See, I grew up the only child of a man who loves Chevrolets and taught me all about the American muscle car wars of the ‘60s and ‘70s. I learned about Chevelles, Novas, GTOs, Camaroes, and Mustangs: engine sizes, transmission types, the advantages of manuals versus automatics, and the difference between a carburetor versus fuel injection. I could throw around names like Holly, Edelbrock and Shelby and sound like I knew what I was talking about. I had posters of Steve McQueen and James Dean on my wall in high school when all my friends were swooning over New Kids on the Block.

Jay recently acquired a 1964 Chevy 10 pickup. It’s red and gorgeous and rumbles when it runs, and every time I drive it, I feel 16 again. It’s a short bed step side with wood paneling in the bed. It has a 383 Stroker, and people turn and stare when it goes by. It reminds me of those summer nights, cruising with my boyfriends in their hot cars, taking off a little too fast at the lights, just out driving to see and be seen. I love the simplicity of those old cars. I spent a lot of Saturday afternoons sitting in a driveway, watching a boyfriend work on his car. Now, I sit in a camp chair by Jay while he works on Big Red, as we affectionately call the truck, and hand him socket wrenches and screwdrivers while he fine tunes Big Red’s mechanics. It’s amazing to me that he can adjust the carburetor with a screw driver, just listening to the sound of the engine, while my modern truck has to be taken to the service department of the dealership to be fine-tuned by a computer.

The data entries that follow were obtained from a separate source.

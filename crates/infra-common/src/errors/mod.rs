//! Error types shared across the workspace

pub mod api;

pub use api::ApiError;

use thiserror::Error;

/// Errors raised by infrastructure helpers
#[derive(Debug, Error)]
pub enum Error {
    #[error("Configuration error: {0}")]
    Config(String),

    /// A global `tracing` subscriber is already installed
    #[error("Failed to install subscriber: {0}")]
    Subscriber(String),
}

pub type Result<T> = std::result::Result<T, Error>;
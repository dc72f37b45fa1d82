//! Concurrent creators racing on the same unseen topic.
//!
//! The registry does not serialize creators per topic. Both callers miss the
//! cache, both reach the provider, and both records end up cached.

use std::sync::Arc;
use std::sync::atomic::{AtomicUsize, Ordering};

use async_trait::async_trait;
use tokio::sync::Barrier;
use vonage_video_core::{
    CreateSessionOptions, CreatedSession, RegistryConfig, Result, SessionCreator, SessionRegistry,
};

/// Holds every caller until `parties` of them are inside the creator
struct GatedCreator {
    barrier: Barrier,
    calls: AtomicUsize,
}

#[async_trait]
impl SessionCreator for GatedCreator {
    async fn create_session(&self, _options: &CreateSessionOptions) -> Result<CreatedSession> {
        let n = self.calls.fetch_add(1, Ordering::SeqCst);
        self.barrier.wait().await;
        Ok(CreatedSession {
            session_id: format!("race-{}", n),
            project_id: None,
        })
    }
}

#[tokio::test]
async fn test_concurrent_misses_both_create_and_both_stay_reachable() {
    let registry = SessionRegistry::new(RegistryConfig::default());
    let creator = GatedCreator {
        barrier: Barrier::new(2),
        calls: AtomicUsize::new(0),
    };
    let options = CreateSessionOptions::default();

    let (a, b) = tokio::join!(
        registry.create_for_topic("spot-A", &creator, &options),
        registry.create_for_topic("spot-A", &creator, &options),
    );
    let (a, b) = (a.unwrap(), b.unwrap());

    assert_eq!(creator.calls.load(Ordering::SeqCst), 2);
    assert_ne!(a.session_id, b.session_id);
    assert_eq!(registry.size(), 2);

    // Both remain valid by id
    assert!(registry.get(&a.session_id).is_ok());
    assert!(registry.get(&b.session_id).is_ok());

    // Topic lookups now converge on a single winner without another remote call
    let winner = registry.find_by_topic("spot-A").unwrap();
    assert!(winner.session_id == a.session_id || winner.session_id == b.session_id);

    let after = registry.create_for_topic("spot-A", &creator, &options).await.unwrap();
    assert_eq!(after.session_id, winner.session_id);
    assert_eq!(creator.calls.load(Ordering::SeqCst), 2);
}

#[tokio::test(flavor = "multi_thread", worker_threads = 4)]
async fn test_readers_proceed_while_creators_run() {
    let registry = Arc::new(SessionRegistry::new(RegistryConfig::default()));
    let creator = Arc::new(GatedCreator {
        barrier: Barrier::new(1),
        calls: AtomicUsize::new(0),
    });
    let options = CreateSessionOptions::default();

    let seeded = registry.create_for_topic("seed", creator.as_ref(), &options).await.unwrap();

    let mut handles = Vec::new();
    for i in 0..8 {
        let registry = Arc::clone(&registry);
        let creator = Arc::clone(&creator);
        let seeded_id = seeded.session_id.clone();
        handles.push(tokio::spawn(async move {
            let topic = format!("spot-{}", i);
            let record = registry
                .create_for_topic(&topic, creator.as_ref(), &CreateSessionOptions::default())
                .await
                .unwrap();
            assert_eq!(registry.get(&seeded_id).unwrap().session_id, seeded_id);
            record
        }));
    }

    for handle in handles {
        let record = handle.await.unwrap();
        assert_eq!(registry.find_by_topic(record.topic_key.as_deref().unwrap()).unwrap(), record);
    }
    assert_eq!(registry.size(), 9);
    assert_eq!(registry.sweep(), 0);
}
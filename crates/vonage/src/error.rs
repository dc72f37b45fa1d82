//! Error type for the aggregate client

use thiserror::Error;
use vonage_auth_core::AuthError;
use vonage_messages_core::MessagesError;
use vonage_video_core::SessionError;
use vonage_voice_core::VoiceError;

#[derive(Debug, Error)]
pub enum Error {
    /// Unreadable file, malformed value or inconsistent settings
    #[error("Configuration error: {0}")]
    Config(String),

    #[error("{0} is not configured")]
    NotConfigured(&'static str),

    #[error(transparent)]
    Auth(#[from] AuthError),

    #[error(transparent)]
    Session(#[from] SessionError),

    #[error(transparent)]
    Voice(#[from] VoiceError),

    #[error(transparent)]
    Messages(#[from] MessagesError),

    #[error(transparent)]
    Infra(#[from] vonage_infra_common::Error),
}

impl From<config::ConfigError> for Error {
    fn from(e: config::ConfigError) -> Self {
        Error::Config(e.to_string())
    }
}

pub type Result<T> = std::result::Result<T, Error>;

My personal dream car is a ’69 Chevelle Super Sport with a 396 and four on the floor. I would paint it black with candied apple red racing stripes, and it would have black leather bucket seats. I found it once. It was sitting on the parking lot of a storage facility on the side of a state highway in North Carolina with a “for sale” sign on the windshield. I stopped and drooled for a while, walking around and around it, staring in the windows, trying to figure out any possible way we could buy it. They wanted $13,000 for it, which was so far outside my price range at the time, it might as well have been $13,000,000. Jay and I were still in college, and money wasn’t just tight, it was practically non-existent. Dejected at the impossibility of buying the car, I cried when I walked away. I looked Chevelles up on Autotrader the other day. Most of the restored ones go for $30,000 or more for the ones with matching numbers, which the one in North Carolina had. I wanted to cry all over again because between orthodontia and private school tuition, there is no way we can shell out $30,000 for a hobby car. I’m beginning to understand why most sports cars are driven by old men.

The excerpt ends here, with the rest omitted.